● DATASET RECORDS:

//! Command structs for engine operations.
//!
//! These types group the parameters of write operations so call sites stay
//! readable. Optional fields have `#[must_use]` setters; a missing date means
//! "today" according to the engine clock.

use chrono::NaiveDate;
use uuid::Uuid;

use crate::{Money, PeriodType};

macro_rules! optional_setters {
    ($($field:ident: $ty:ty),* $(,)?) => {
        $(
            #[must_use]
            pub fn $field(mut self, $field: impl Into<$ty>) -> Self {
                self.$field = Some($field.into());
                self
            }
        )*
    };
}

/// Open a new account.
#[derive(Clone, Debug)]
pub struct NewAccountCmd {
    pub name: String,
    pub kind: String,
    pub bank_name: Option<String>,
    pub starting_amount: Money,
    pub actor: Option<String>,
}

impl NewAccountCmd {
    #[must_use]
    pub fn new(name: impl Into<String>, kind: impl Into<String>, starting_amount: Money) -> Self {
        Self {
            name: name.into(),
            kind: kind.into(),
            bank_name: None,
            starting_amount,
            actor: None,
        }
    }

    optional_setters!(bank_name: String, actor: String);
}

/// Change the descriptive fields of an account. The balance is never touched.
#[derive(Clone, Debug)]
pub struct UpdateAccountCmd {
    pub account_id: Uuid,
    pub name: Option<String>,
    pub kind: Option<String>,
    /// `Some("")` clears the bank name.
    pub bank_name: Option<String>,
    pub actor: Option<String>,
}

impl UpdateAccountCmd {
    #[must_use]
    pub fn new(account_id: Uuid) -> Self {
        Self {
            account_id,
            name: None,
            kind: None,
            bank_name: None,
            actor: None,
        }
    }

    optional_setters!(name: String, kind: String, bank_name: String, actor: String);
}

/// Put money into an account.
#[derive(Clone, Debug)]
pub struct DepositCmd {
    pub account_id: Uuid,
    pub amount: Money,
    pub description: Option<String>,
    pub date: Option<NaiveDate>,
    pub actor: Option<String>,
}

impl DepositCmd {
    #[must_use]
    pub fn new(account_id: Uuid, amount: Money) -> Self {
        Self {
            account_id,
            amount,
            description: None,
            date: None,
            actor: None,
        }
    }

    optional_setters!(description: String, date: NaiveDate, actor: String);
}

/// Take money out of an account.
#[derive(Clone, Debug)]
pub struct WithdrawCmd {
    pub account_id: Uuid,
    pub amount: Money,
    pub description: Option<String>,
    pub date: Option<NaiveDate>,
    pub actor: Option<String>,
}

impl WithdrawCmd {
    #[must_use]
    pub fn new(account_id: Uuid, amount: Money) -> Self {
        Self {
            account_id,
            amount,
            description: None,
            date: None,
            actor: None,
        }
    }

    optional_setters!(description: String, date: NaiveDate, actor: String);
}

/// Record a new investment, optionally paid from an account.
#[derive(Clone, Debug)]
pub struct FundInvestmentCmd {
    pub name: String,
    pub kind: String,
    pub amount: Money,
    pub date: Option<NaiveDate>,
    pub account_id: Option<Uuid>,
    pub notes: Option<String>,
    pub actor: Option<String>,
}

impl FundInvestmentCmd {
    #[must_use]
    pub fn new(name: impl Into<String>, kind: impl Into<String>, amount: Money) -> Self {
        Self {
            name: name.into(),
            kind: kind.into(),
            amount,
            date: None,
            account_id: None,
            notes: None,
            actor: None,
        }
    }

    optional_setters!(date: NaiveDate, account_id: Uuid, notes: String, actor: String);
}

/// Record revenue produced by an investment.
#[derive(Clone, Debug)]
pub struct CaptureRevenueCmd {
    pub investment_id: Uuid,
    pub amount: Money,
    pub date: Option<NaiveDate>,
    pub period_type: PeriodType,
    pub account_id: Option<Uuid>,
    pub comment: Option<String>,
    pub actor: Option<String>,
}

impl CaptureRevenueCmd {
    #[must_use]
    pub fn new(investment_id: Uuid, amount: Money) -> Self {
        Self {
            investment_id,
            amount,
            date: None,
            period_type: PeriodType::Day,
            account_id: None,
            comment: None,
            actor: None,
        }
    }

    #[must_use]
    pub fn period_type(mut self, period_type: PeriodType) -> Self {
        self.period_type = period_type;
        self
    }

    optional_setters!(date: NaiveDate, account_id: Uuid, comment: String, actor: String);
}

/// Pay an expense, optionally from an account and attributed to an
/// investment.
#[derive(Clone, Debug)]
pub struct PayExpenseCmd {
    pub description: String,
    pub category: String,
    pub amount: Money,
    pub date: Option<NaiveDate>,
    pub account_id: Option<Uuid>,
    pub investment_id: Option<Uuid>,
    pub actor: Option<String>,
}

impl PayExpenseCmd {
    #[must_use]
    pub fn new(description: impl Into<String>, category: impl Into<String>, amount: Money) -> Self {
        Self {
            description: description.into(),
            category: category.into(),
            amount,
            date: None,
            account_id: None,
            investment_id: None,
            actor: None,
        }
    }

    optional_setters!(
        date: NaiveDate,
        account_id: Uuid,
        investment_id: Uuid,
        actor: String,
    );
}

/// Row whose amount is being corrected.
#[derive(Clone, Copy, Debug, PartialEq, Eq)]
pub enum AmountTarget {
    Investment(Uuid),
    InvestmentReturn(Uuid),
    Expense(Uuid),
    /// Only manual transactions; mirrors follow their domain row.
    Transaction(Uuid),
}

/// Correct the amount of an existing row.
#[derive(Clone, Debug)]
pub struct UpdateAmountCmd {
    pub target: AmountTarget,
    pub amount: Money,
    pub actor: Option<String>,
}

impl UpdateAmountCmd {
    #[must_use]
    pub fn new(target: AmountTarget, amount: Money) -> Self {
        Self {
            target,
            amount,
            actor: None,
        }
    }

    optional_setters!(actor: String);
}
//! Initial schema migration - creates all ledger tables from scratch.
//!
//! - `accounts`: bank accounts with a cached balance
//! - `investments`: capital placed into a venture, optionally funded by an account
//! - `investment_returns`: revenue captured for an investment (owned rows)
//! - `expenses`: money spent, optionally attributed to an investment
//! - `transactions`: every balance change of an account
//! - `audit_log`: append-only trail of every row mutation
//!
//! Money columns are `BIGINT` minor units (cents); they are never negative.

use sea_orm_migration::prelude::*;

#[derive(DeriveMigrationName)]
pub struct Migration;

// ─────────────────────────────────────────────────────────────────────────────
// Table identifiers
// ─────────────────────────────────────────────────────────────────────────────

#[derive(Iden)]
enum Accounts {
    Table,
    Id,
    Name,
    Kind,
    BankName,
    BalanceMinor,
    StartingAmountMinor,
    CreatedAt,
    UpdatedAt,
}

#[derive(Iden)]
enum Investments {
    Table,
    Id,
    Name,
    Kind,
    AmountMinor,
    PurchaseDate,
    AccountId,
    Notes,
    CreatedAt,
    UpdatedAt,
}

#[derive(Iden)]
enum InvestmentReturns {
    Table,
    Id,
    InvestmentId,
    AmountMinor,
    ReturnDate,
    PeriodType,
    Comment,
    AccountId,
    CreatedAt,
    UpdatedAt,
}

#[derive(Iden)]
enum Expenses {
    Table,
    Id,
    Description,
    Category,
    AmountMinor,
    Date,
    AccountId,
    InvestmentId,
    CreatedAt,
    UpdatedAt,
}

#[derive(Iden)]
enum Transactions {
    Table,
    Id,
    AccountId,
    Kind,
    AmountMinor,
    Description,
    Date,
    RelatedType,
    RelatedId,
    SourceReturnId,
    CreatedAt,
    UpdatedAt,
}

#[derive(Iden)]
enum AuditLog {
    Table,
    Id,
    TableName,
    RecordId,
    Action,
    OldValues,
    NewValues,
    Actor,
    RecordedAt,
}
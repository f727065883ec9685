use thiserror::Error;

pub type Result<T> = std::result::Result<T, AppError>;

#[derive(Debug, Error)]
pub enum AppError {
    #[error("config error: {0}")]
    Config(#[from] config::ConfigError),
    #[error("database error: {0}")]
    Database(#[from] sea_orm::DbErr),
    #[error(transparent)]
    Engine(#[from] engine::EngineError),
    #[error("json error: {0}")]
    Json(#[from] serde_json::Error),
}
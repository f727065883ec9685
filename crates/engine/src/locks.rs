//! Per-account serialization of ledger writes.
//!
//! Every operation that moves money on an account holds that account's lock
//! for the whole write-set. Operations on disjoint accounts run in parallel.

use std::{
    collections::{BTreeSet, HashMap},
    sync::{Arc, Mutex, PoisonError},
    time::Duration,
};

use tokio::{sync::OwnedMutexGuard, time::Instant};
use uuid::Uuid;

use crate::{EngineError, ResultEngine};

type Slots = Arc<Mutex<HashMap<Uuid, Arc<tokio::sync::Mutex<()>>>>>;

#[derive(Debug)]
pub(crate) struct AccountLocks {
    timeout: Duration,
    slots: Slots,
}

/// Held locks. Released on drop, and slots nobody else waits on are
/// removed from the registry.
#[derive(Debug)]
pub(crate) struct AccountGuards {
    registry: Slots,
    accounts: BTreeSet<Uuid>,
    guards: Vec<OwnedMutexGuard<()>>,
}

impl AccountGuards {
    /// `true` when every id in `accounts` is held by these guards.
    pub(crate) fn covers<'a, I>(&self, accounts: I) -> bool
    where
        I: IntoIterator<Item = &'a Uuid>,
    {
        accounts.into_iter().all(|id| self.accounts.contains(id))
    }
}

impl Drop for AccountGuards {
    fn drop(&mut self) {
        self.guards.clear();
        let mut slots = self.registry.lock().unwrap_or_else(PoisonError::into_inner);
        for account_id in &self.accounts {
            // The map holds the only reference once no guard or waiter does.
            if slots
                .get(account_id)
                .is_some_and(|slot| Arc::strong_count(slot) == 1)
            {
                slots.remove(account_id);
            }
        }
    }
}

impl AccountLocks {
    pub(crate) fn new(timeout: Duration) -> Self {
        Self {
            timeout,
            slots: Arc::default(),
        }
    }

    fn slot(&self, account_id: Uuid) -> Arc<tokio::sync::Mutex<()>> {
        let mut slots = self.slots.lock().unwrap_or_else(PoisonError::into_inner);
        slots.entry(account_id).or_default().clone()
    }

    /// Acquires the locks of every given account.
    ///
    /// Locks are taken in ascending id order so two operations touching the
    /// same pair of accounts cannot deadlock. The timeout covers the whole
    /// acquisition.
    pub(crate) async fn acquire<I>(&self, accounts: I) -> ResultEngine<AccountGuards>
    where
        I: IntoIterator<Item = Uuid>,
    {
        let ordered: Vec<Uuid> = accounts
            .into_iter()
            .collect::<BTreeSet<_>>()
            .into_iter()
            .collect();
        let deadline = Instant::now() + self.timeout;
        let mut held = AccountGuards {
            registry: Arc::clone(&self.slots),
            accounts: ordered.iter().copied().collect(),
            guards: Vec::with_capacity(ordered.len()),
        };
        for account_id in ordered {
            let slot = self.slot(account_id);
            match tokio::time::timeout_at(deadline, slot.lock_owned()).await {
                Ok(guard) => held.guards.push(guard),
                Err(_) => {
                    tracing::warn!(%account_id, "account lock timed out");
                    return Err(EngineError::LockTimeout(format!(
                        "account {account_id} is busy"
                    )));
                }
            }
        }
        Ok(held)
    }

    #[cfg(test)]
    fn registered(&self) -> usize {
        self.slots
            .lock()
            .unwrap_or_else(PoisonError::into_inner)
            .len()
    }
}

#[cfg(test)]
mod tests {
    use super::*;

    #[tokio::test]
    async fn second_acquire_times_out_while_held() {
        let locks = AccountLocks::new(Duration::from_millis(20));
        let account = Uuid::new_v4();

        let held = locks.acquire([account]).await.unwrap();
        let err = locks.acquire([account]).await.unwrap_err();
        assert!(matches!(err, EngineError::LockTimeout(_)));
        assert!(err.is_retryable());

        drop(held);
        assert!(locks.acquire([account]).await.is_ok());
    }

    #[tokio::test]
    async fn disjoint_accounts_do_not_block() {
        let locks = AccountLocks::new(Duration::from_millis(20));
        let _a = locks.acquire([Uuid::new_v4()]).await.unwrap();
        assert!(locks.acquire([Uuid::new_v4()]).await.is_ok());
    }

    #[tokio::test]
    async fn duplicate_ids_lock_once() {
        let locks = AccountLocks::new(Duration::from_millis(20));
        let account = Uuid::new_v4();
        let guards = locks.acquire([account, account]).await.unwrap();
        assert!(guards.covers([&account]));
        assert!(!guards.covers([&Uuid::new_v4()]));
    }

    #[tokio::test]
    async fn released_slots_leave_the_registry() {
        let locks = AccountLocks::new(Duration::from_millis(20));
        let (a, b) = (Uuid::new_v4(), Uuid::new_v4());

        let held = locks.acquire([a, b]).await.unwrap();
        assert_eq!(locks.registered(), 2);
        assert!(locks.acquire([a]).await.is_err());
        assert_eq!(locks.registered(), 2);

        drop(held);
        assert_eq!(locks.registered(), 0);

        let again = locks.acquire([b]).await.unwrap();
        assert_eq!(locks.registered(), 1);
        drop(again);
        assert_eq!(locks.registered(), 0);
    }
}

● TASK ITEM: Would you show all lines of the material above that contain the word "ResultEngine"?

● RESPONSE TO THE TASK:
use crate::{EngineError, ResultEngine};
    pub(crate) async fn acquire<I>(&self, accounts: I) -> ResultEngine<AccountGuards>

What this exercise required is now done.